And then, Steve, I know on that rectangle, and I respect Dave's question, kind of where you guys are looking on that slide. I know you've got a pad just north of that.
And then even quite a bit further north of that I know one of your peers had obviously a big well. So you've got a bit of a position just even if you continue going north just a little bit further than that.
Are you definitely kind of sticking to that rectangle or would you consider a bit, just a bit north of that? I guess northeast of that, it would be.
Steven T. Schlotterbeck - President, President-Exploration & Production
You mean in terms of M&A?
Neal D. Dingmann - SunTrust Robinson Humphrey, Inc.
Yes, sir.
Steven T. Schlotterbeck - President, President-Exploration & Production
No. I think we're going to stay focused in that rectangle.
There is enough potential opportunities in that rectangle, and that's where we get the most synergies. We do have some acreage to the north of it in Armstrong County.
I think is that what you're referencing?
Neal D. Dingmann - SunTrust Robinson Humphrey, Inc.
That's what I was referencing. That's exactly right.
Steven T. Schlotterbeck - President, President-Exploration & Production
Yeah. But I think our Midstream operation is focused south of Pittsburgh, Greene County, Wetzel County.
And I'd say the areas south of Pittsburgh in that rectangle are of primary interest. And once you get north of Pittsburgh, even in that rectangle, we're certainly interested in things that come along.
But once you venture beyond it, I think at least for now it is not particularly of interest.
Neal D. Dingmann - SunTrust Robinson Humphrey, Inc.
Okay. And then just lastly, you mentioned to Holly I think on kind of that production assuming we'd stay on the guidance pretty flat.
Have you said – I'm just trying to make sure I have this right as far as for the remainder of the year kind of what you're thinking as far as number of Marcellus versus Utica wells. I'm not sure if I've got that correct.
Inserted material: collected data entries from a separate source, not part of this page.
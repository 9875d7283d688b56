// TODO(phlip9): remove
#![allow(dead_code)]

use std::{
    future::Future,
    hash::Hash,
    io,
    marker::PhantomData,
    mem::size_of,
    num::NonZeroUsize,
    sync::atomic::{AtomicU64, Ordering},
    time::Duration,
};

use anyhow::{anyhow, ensure, Context};
use common::{
    api::user::NodePk,
    backoff,
    ln::addr::LxSocketAddress,
    notify_once::{NotifyOnce, ShutdownTx},
    Apply,
};
use lightning::ln::peer_handler::PeerHandleError;
use lightning_net_tokio::Executor;
use tokio::{
    io::Interest,
    net::TcpStream,
    sync::mpsc::{self, error::TrySendError},
    time,
};
use tracing::{debug, warn};

use crate::traits::{LexeChannelManager, LexePeerManager, LexePersister};

const CONNECT_TIMEOUT: Duration = Duration::from_secs(5);
/// The maximum amount of time we'll allow LDK to complete the P2P handshake.
const HANDSHAKE_TIMEOUT: Duration = Duration::from_secs(10);

/// An [`Executor`] which propagates [`tracing`] spans.
#[derive(Copy, Clone)]
pub struct TracingExecutor;

impl<F> Executor<F> for TracingExecutor
where
    F: Future + Send + 'static,
    F::Output: Send + 'static,
{
    fn execute(&self, fut: F) -> tokio::task::JoinHandle<F::Output> {
        #[allow(clippy::disallowed_methods)] // Have to return `JoinHandle` here
        tokio::spawn(tracing::Instrument::in_current_span(fut))
    }
}

/// Connects to a LN peer, returning early if we were already connected.
/// Cycles through the given addresses until we run out of connect attempts.
pub async fn connect_peer_if_necessary<CM, PM, PS>(
    peer_manager: &PM,
    node_pk: &NodePk,
    addrs: &[LxSocketAddress],
) -> anyhow::Result<()>
where
    CM: LexeChannelManager<PS>,
    PM: LexePeerManager<CM, PS>,
    PS: LexePersister,
{
    ensure!(!addrs.is_empty(), "No addrs were provided");

    // Early return if we're already connected
    // TODO(max): LDK's fn is O(n) in the # of peers...
    if peer_manager.is_connected(node_pk) {
        return Ok(());
    }

    // Cycle the given addresses in order
    let mut addrs = addrs.iter().cycle();

    // Retry at least a couple times to mitigate an outbound connect race
    // between the reconnector and open_channel which has been observed.
    let retries = 5;
    for _ in 0..retries {
        let addr = addrs.next().expect("Cycling through a non-empty slice");

        match do_connect_peer(peer_manager, node_pk, addr).await {
            Ok(()) => return Ok(()),
            Err(e) => warn!("Failed to connect to peer: {e:#}"),
        }

        // Connect failed; sleep 500ms before the next attempt to give LDK some
        // time to complete the noise / LN handshake. We do NOT need to add a
        // random jitter because LDK's PeerManager already tiebreaks outbound
        // connect races by failing the later attempt.
        tokio::time::sleep(Duration::from_millis(500)).await;

        // Right before the next attempt, check again whether we're connected in
        // case another task managed to connect while we were sleeping.
        if peer_manager.is_connected(node_pk) {
            return Ok(());
        }
    }

    // Do the last attempt.
    let addr = addrs.next().expect("Cycling through a non-empty slice");
    do_connect_peer(peer_manager, node_pk, addr)
        .await
        .context("Failed to connect to peer")?;

    Ok(())
}

async fn do_connect_peer<CM, PM, PS>(
    peer_manager: &PM,
    node_pk: &NodePk,
    addr: &LxSocketAddress,
) -> anyhow::Result<()>
where
    CM: LexeChannelManager<PS>,
    PM: LexePeerManager<CM, PS>,
    PS: LexePersister,
{
    debug!(%node_pk, %addr, "Starting do_connect_peer");

    // TcpStream::connect takes a `String` in SGX.
    let addr_str = addr.to_string();
    let stream = TcpStream::connect(addr_str)
        .apply(|fut| time::timeout(CONNECT_TIMEOUT, fut))
        .await
        .context("Connect request timed out")?
        .context("TcpStream::connect() failed")?;

    // NOTE: `setup_outbound()` returns a future which completes when the
    // connection closes, which we do not need to poll because a task was
    // spawned for it. However, in the case of an error, the future returned
    // by `setup_outbound()` completes immediately, and does not propagate
    // the error from `peer_manager.new_outbound_connection()`. So, in order
    // to check that there was no error while establishing the connection we
    // have to manually poll the future, and if it completed, return an
    // error (which we don't have access to because `lightning-net-tokio`
    // failed to surface it to us).
    //
    // On the other hand, since LDK's API doesn't let you know when the
    // connection is established, you have to keep calling
    // `peer_manager.get_peer_node_ids()` to see if the connection has been
    // registered yet.
    //
    // TODO: Rewrite / replace lightning-net-tokio entirely
    let connection_closed_fut =
        lightning_net_tokio::setup_outbound_with_executor(
            TracingExecutor,
            peer_manager.clone(),
            node_pk.0,
            stream,
        );
    tokio::pin!(connection_closed_fut);

    // A future which completes iff the noise handshake successfully completes.
    let handshake_complete_fut = async {
        let mut backoff_durations = backoff::iter_with_initial_wait_ms(10);
        loop {
            tokio::time::sleep(backoff_durations.next().unwrap()).await;

            debug!("Checking peer_manager.is_connected()");
            if peer_manager.is_connected(node_pk) {
                debug!(%node_pk, %addr, "Successfully connected to peer");
                return;
            }
        }
    };
    tokio::pin!(handshake_complete_fut);

    tokio::select! {
        () = handshake_complete_fut => {
            debug!(%node_pk, %addr, "Successfully connected to peer");
            // TODO(max): Maybe should return the task handle here so we can
            // propagate any panics without panic=abort (See `bb1f25e1`)
            Ok(())
        }
        () = &mut connection_closed_fut => {
            // TODO(max): Patch lightning-net-tokio so the error is exposed
            let msg = "Failed connection to peer (error unknown)";
            warn!("{msg}"); // Also log; this code is historically finicky
            Err(anyhow!("{msg}"))
        }
        _ = tokio::time::sleep(HANDSHAKE_TIMEOUT) => {
            let msg = "Timed out waiting for noise handshake to complete";
            warn!(%node_pk, %addr, "{msg}");
            Err(anyhow!("{msg}: {node_pk}@{addr}"))
        }
    }
}
use common::{
    ed25519, enclave,
    rng::SysRng,
    tls::attestation::{
        self,
        verifier::{EnclavePolicy, SgxQuoteVerifier},
    },
};

fn main() {
    println!("SGX test");

    println!("machine_id: {}", enclave::machine_id());
    println!("measurement: {}", enclave::measurement());

    println!("\nSEALING");

    let mut rng = SysRng::new();
    let label = b"label".as_slice();
    let data = b"my data".as_slice();
    let sealed = enclave::seal(&mut rng, label, data.into())
        .expect("Failed to seal some data");
    println!(
        "seal('label', 'my data') := {}",
        hex::display(&sealed.serialize())
    );
    let unsealed = enclave::unseal(sealed, label)
        .expect("Failed to unseal some sealed data");
    assert_eq!(&unsealed, data);

    println!("\nREMOTE ATTESTATION");

    let pubkey = ed25519::PublicKey::new([69; 32]);
    println!("fake pubkey we're attesting to: {pubkey}");

    let evidence = attestation::quote::quote_enclave(&mut rng, &pubkey)
        .expect("Failed to produce remote attestation");

    println!("SGX DER-serialized evidence:");
    println!("quote: {}", hex::display(&evidence.quote));

    let now = common::tls::rustls::pki_types::UnixTime::now();
    let quote_verifier = SgxQuoteVerifier;
    let report = quote_verifier
        .verify(&evidence.quote, now)
        .expect("Invalid SGX quote");

    println!("SGX enclave Report:");
    println!("measurement: {}", hex::display(&report.mrenclave));
    println!("mrsigner: {}", hex::display(&report.mrsigner));
    println!("reportdata: {}", hex::display(&report.reportdata));
    println!("attributes: {:?}", report.attributes);
    println!("miscselect: {:?}", report.miscselect);
    println!("cpusvn: {}", hex::display(&report.cpusvn));
    println!("isvsvn: {}", report.isvsvn);
    println!("isvsvn: {}", report.isvprodid);

    let enclave_policy = EnclavePolicy::trust_self();
    let reportdata = enclave_policy
        .verify(&report)
        .expect("Quote is for an untrusted enclave");

    let mut expected_reportdata = [0u8; 64];
    expected_reportdata[0..32].copy_from_slice(pubkey.as_slice());

    assert!(
        reportdata.contains(&pubkey),
        "SGX Quote doesn't contain dummy pubkey"
    );
    assert_eq!(
        reportdata.as_inner(),
        &expected_reportdata,
        "SGX Quote contains extraneous data"
    );
}
use std::cmp::min;
use std::time::Duration;

use crate::const_assert;

const INITIAL_WAIT_MS: u64 = 250;
const MAXIMUM_WAIT_MS: u64 = 32_000;
const EXP_BASE: u64 = 2;

const_assert!(INITIAL_WAIT_MS != 0);

/// Get a iterator of [`Duration`]s which can be passed into e.g.
/// [`tokio::time::sleep`] to observe time-based exponential backoff.
///
/// ```
/// # use common::backoff;
/// # #[tokio::test(start_paused = true)]
/// # async fn backoff_example() {
/// let mut backoff_durations = backoff::get_backoff_iter();
/// for _ in 0..10 {
///     tokio::time::sleep(backoff_durations.next().unwrap()).await;
/// }
/// # }
/// ```
pub fn get_backoff_iter() -> impl Iterator<Item = Duration> {
    (0u32..).map(|index| {
        let factor = EXP_BASE.saturating_pow(index);
        let wait_ms = INITIAL_WAIT_MS.saturating_mul(factor);
        let bounded_wait_ms = min(wait_ms, MAXIMUM_WAIT_MS);
        Duration::from_millis(bounded_wait_ms)
    })
}

#[cfg(test)]
mod test {
    use super::*;

    #[test]
    fn no_integer_overflow() {
        let mut backoff_durations = get_backoff_iter();
        for _ in 0..200 {
            backoff_durations.next();
        }
    }
}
Patrick J. Kane - Chief Investor Relations Officer
Yeah. Neal, we're drilling 71 or 72 Marcellus wells and five Utica wells this year with the potential to get a pad (29:16).
Neal D. Dingmann - SunTrust Robinson Humphrey, Inc.
Okay. That's what I was getting at.
Got it, got it. Thanks, Pat.
Operator
Thank you. Our next question comes from the line of Brian Singer from Goldman Sachs.
Please go ahead.
Brian Singer - Goldman Sachs & Co.
Thank you. Good morning.
Steven T. Schlotterbeck - President, President-Exploration & Production
Good morning.
Brian Singer - Goldman Sachs & Co.
I wanted to follow-up on your comments on ceramic and its potential superiority or improving performance in the Utica. Can you talk a little bit more about the reasons for why this may be?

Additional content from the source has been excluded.